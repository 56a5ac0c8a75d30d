use serde::Serialize;
use std::time::Duration;

/// How long a toast stays on screen
pub const TOAST_DURATION: Duration = Duration::from_secs(4);

#[derive(Debug, Clone, Copy, PartialEq, Eq, Serialize)]
#[serde(rename_all = "lowercase")]
pub enum ToastKind {
    Success,
    Error,
    Info,
    Warning,
}

/// Transient notification for the operator
#[derive(Debug, Clone, PartialEq, Eq, Serialize)]
pub struct Toast {
    pub kind: ToastKind,
    pub message: String,
    pub duration_ms: u64,
}

impl Toast {
    fn new(kind: ToastKind, message: impl Into<String>) -> Self {
        Self {
            kind,
            message: message.into(),
            duration_ms: TOAST_DURATION.as_millis() as u64,
        }
    }

    pub fn success(message: impl Into<String>) -> Self {
        Self::new(ToastKind::Success, message)
    }

    pub fn error(message: impl Into<String>) -> Self {
        Self::new(ToastKind::Error, message)
    }

    pub fn info(message: impl Into<String>) -> Self {
        Self::new(ToastKind::Info, message)
    }

    pub fn warning(message: impl Into<String>) -> Self {
        Self::new(ToastKind::Warning, message)
    }
}

#[cfg(test)]
mod tests {
    use super::*;

    #[test]
    fn test_toast_json_shape() {
        let json = serde_json::to_value(Toast::error("Dữ liệu đã tồn tại.")).unwrap();
        assert_eq!(
            json,
            serde_json::json!({"kind": "error", "message": "Dữ liệu đã tồn tại.", "duration_ms": 4000})
        );
        assert_eq!(Toast::warning("x").kind, ToastKind::Warning);
        assert_eq!(Toast::info("x").kind, ToastKind::Info);
    }
}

- [Description of the task]: With "derive" as the string to find, copy every line of the records that holds it.

- [Solution]:
#[derive(Debug, Clone, Copy, PartialEq, Eq, Serialize)]
#[derive(Debug, Clone, PartialEq, Eq, Serialize)]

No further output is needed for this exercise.